Everyone is better off with health insurance, even healthy people — one car accident or fall down the stairs could lead to huge, possibly devastating, health care bills. But children (and women pregnant with those children) need it more than most.

Frederick Douglass said, “It is easier to build strong children than to repair broken men.” This is true in so many ways, but particularly true when it comes to health care. Building strong — and healthy — children is relatively simple. They need good nutrition, plenty of exercise, enough sleep, and access to doctors and medication. They need to be monitored for signs of illness or other problems, most of which are very manageable when caught early.

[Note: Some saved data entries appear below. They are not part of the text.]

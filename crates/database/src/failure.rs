//! Raw failures as they come out of the driver, before classification.

use serde::{Deserialize, Serialize};
use sqlx::postgres::PgDatabaseError;
use std::io;

/// Machine error codes we react to. The `E*` codes are socket-level, the rest
/// are PostgreSQL SQLSTATE values.
pub mod codes {
    pub const CONNECTION_RESET: &str = "ECONNRESET";
    pub const CONNECTION_REFUSED: &str = "ECONNREFUSED";
    pub const TIMED_OUT: &str = "ETIMEDOUT";
    pub const HOST_NOT_FOUND: &str = "ENOTFOUND";
    pub const INVALID_AUTHORIZATION: &str = "28000";
    pub const INVALID_PASSWORD: &str = "28P01";
    pub const INSUFFICIENT_PRIVILEGE: &str = "42501";
    pub const UNDEFINED_TABLE: &str = "42P01";
    pub const UNDEFINED_COLUMN: &str = "42703";
    pub const INVALID_CATALOG_NAME: &str = "3D000";
}

/// A structured failure: the driver's message plus whatever detail it exposed.
#[derive(Debug, Clone, PartialEq, Eq, Default, Serialize, Deserialize)]
pub struct DbFailure {
    pub message: String,
    pub code: Option<String>,
    pub table: Option<String>,
    pub column: Option<String>,
}

impl DbFailure {
    pub fn new(message: impl Into<String>) -> Self {
        Self { message: message.into(), ..Self::default() }
    }

    pub fn with_code(mut self, code: impl Into<String>) -> Self {
        self.code = Some(code.into());
        self
    }

    pub fn with_table(mut self, table: impl Into<String>) -> Self {
        self.table = Some(table.into());
        self
    }

    pub fn with_column(mut self, column: impl Into<String>) -> Self {
        self.column = Some(column.into());
        self
    }

    pub fn code(&self) -> Option<&str> {
        self.code.as_deref()
    }

    /// Whether this failure means the pool itself is suspect and should be
    /// rebuilt: a reset connection, a DNS failure, or anything mentioning a timeout.
    pub fn invalidates_pool(&self) -> bool {
        matches!(self.code(), Some(codes::CONNECTION_RESET) | Some(codes::HOST_NOT_FOUND))
            || self.message.to_ascii_lowercase().contains("timeout")
    }
}

/// Anything the classifier accepts: a structured failure or a bare message.
#[derive(Debug, Clone, PartialEq, Eq)]
pub enum RawFailure {
    Structured(DbFailure),
    Plain(String),
}

impl From<DbFailure> for RawFailure {
    fn from(failure: DbFailure) -> Self {
        RawFailure::Structured(failure)
    }
}

impl From<&DbFailure> for RawFailure {
    fn from(failure: &DbFailure) -> Self {
        RawFailure::Structured(failure.clone())
    }
}

impl From<String> for RawFailure {
    fn from(message: String) -> Self {
        RawFailure::Plain(message)
    }
}

impl From<&str> for RawFailure {
    fn from(message: &str) -> Self {
        RawFailure::Plain(message.to_string())
    }
}

impl From<&sqlx::Error> for RawFailure {
    fn from(error: &sqlx::Error) -> Self {
        RawFailure::Structured(DbFailure::from(error))
    }
}

fn io_code(error: &io::Error) -> Option<&'static str> {
    match error.kind() {
        io::ErrorKind::ConnectionReset
        | io::ErrorKind::ConnectionAborted
        | io::ErrorKind::BrokenPipe
        | io::ErrorKind::UnexpectedEof => Some(codes::CONNECTION_RESET),
        io::ErrorKind::ConnectionRefused => Some(codes::CONNECTION_REFUSED),
        io::ErrorKind::TimedOut => Some(codes::TIMED_OUT),
        io::ErrorKind::NotFound => Some(codes::HOST_NOT_FOUND),
        _ => {
            // tokio reports resolver failures as uncategorized I/O errors.
            let text = error.to_string().to_ascii_lowercase();
            if text.contains("failed to lookup address")
                || text.contains("name or service not known")
                || text.contains("nodename nor servname")
            {
                Some(codes::HOST_NOT_FOUND)
            } else {
                None
            }
        }
    }
}

impl From<&sqlx::Error> for DbFailure {
    fn from(error: &sqlx::Error) -> Self {
        match error {
            sqlx::Error::Database(db) => {
                let mut failure = DbFailure::new(db.message());
                failure.code = db.code().map(|c| c.into_owned());
                if let Some(pg) = db.try_downcast_ref::<PgDatabaseError>() {
                    failure.table = pg.table().map(str::to_string);
                    failure.column = pg.column().map(str::to_string);
                }
                failure
            }
            sqlx::Error::Io(io_error) => {
                let failure = DbFailure::new(error.to_string());
                match io_code(io_error) {
                    Some(code) => failure.with_code(code),
                    None => failure,
                }
            }
            sqlx::Error::PoolTimedOut => {
                DbFailure::new("timeout while waiting for an open connection from the pool")
                    .with_code(codes::TIMED_OUT)
            }
            // Someone closed the pool underneath this attempt.
            sqlx::Error::PoolClosed => {
                DbFailure::new(error.to_string()).with_code(codes::CONNECTION_RESET)
            }
            other => DbFailure::new(other.to_string()),
        }
    }
}

#[cfg(test)]
mod tests {
    use super::*;

    #[test]
    fn reset_and_dns_failures_invalidate_the_pool() {
        assert!(DbFailure::new("read ECONNRESET").with_code(codes::CONNECTION_RESET).invalidates_pool());
        assert!(DbFailure::new("getaddrinfo").with_code(codes::HOST_NOT_FOUND).invalidates_pool());
        assert!(DbFailure::new("Connection terminated due to connection timeout").invalidates_pool());
    }

    #[test]
    fn query_errors_leave_the_pool_alone() {
        let syntax = DbFailure::new("syntax error at or near \"SELEC\"").with_code("42601");
        let privilege = DbFailure::new("permission denied for table interns")
            .with_code(codes::INSUFFICIENT_PRIVILEGE);
        let refused = DbFailure::new("connection refused").with_code(codes::CONNECTION_REFUSED);
        assert!(!syntax.invalidates_pool());
        assert!(!privilege.invalidates_pool());
        assert!(!refused.invalidates_pool());
    }

    #[test]
    fn io_errors_map_to_socket_codes() {
        let reset = sqlx::Error::Io(io::Error::from(io::ErrorKind::ConnectionReset));
        assert_eq!(DbFailure::from(&reset).code(), Some(codes::CONNECTION_RESET));

        let refused = sqlx::Error::Io(io::Error::from(io::ErrorKind::ConnectionRefused));
        assert_eq!(DbFailure::from(&refused).code(), Some(codes::CONNECTION_REFUSED));

        let dns = sqlx::Error::Io(io::Error::other("failed to lookup address information: Name or service not known"));
        assert_eq!(DbFailure::from(&dns).code(), Some(codes::HOST_NOT_FOUND));
    }

    #[test]
    fn pool_timeout_is_treated_as_timeout() {
        let failure = DbFailure::from(&sqlx::Error::PoolTimedOut);
        assert_eq!(failure.code(), Some(codes::TIMED_OUT));
        assert!(failure.invalidates_pool());
    }
}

Having a pediatrician and going to regular checkups help make all this happen — and at those checkups doctors can check in with families about other non-medical aspects of building strong and healthy children, such as nurturing, education, and family resources and functioning.

This doesn’t happen without health insurance.

As I said, everyone is better off with health insurance. But when it comes to children, it’s a necessity. Because when something is missed — like a high lead level, an allergy to peanuts, a metabolic or genetic disease, anemia, a smoldering infection, autism — the effects can be lifelong, or even deadly. The effects of small things can become cumulative and irreversible, not to mention extremely costly, both in terms of future health care needs and lost productivity for our economy.

That is why the AAP opposed the AHCA: because it could have led to fewer children with health insurance. And as we move forward as a country to find better ways to provide health insurance to our citizens, one unavoidable truth needs to be very clear: we need to be sure that our children have the coverage and the care they need to grow into healthy adults.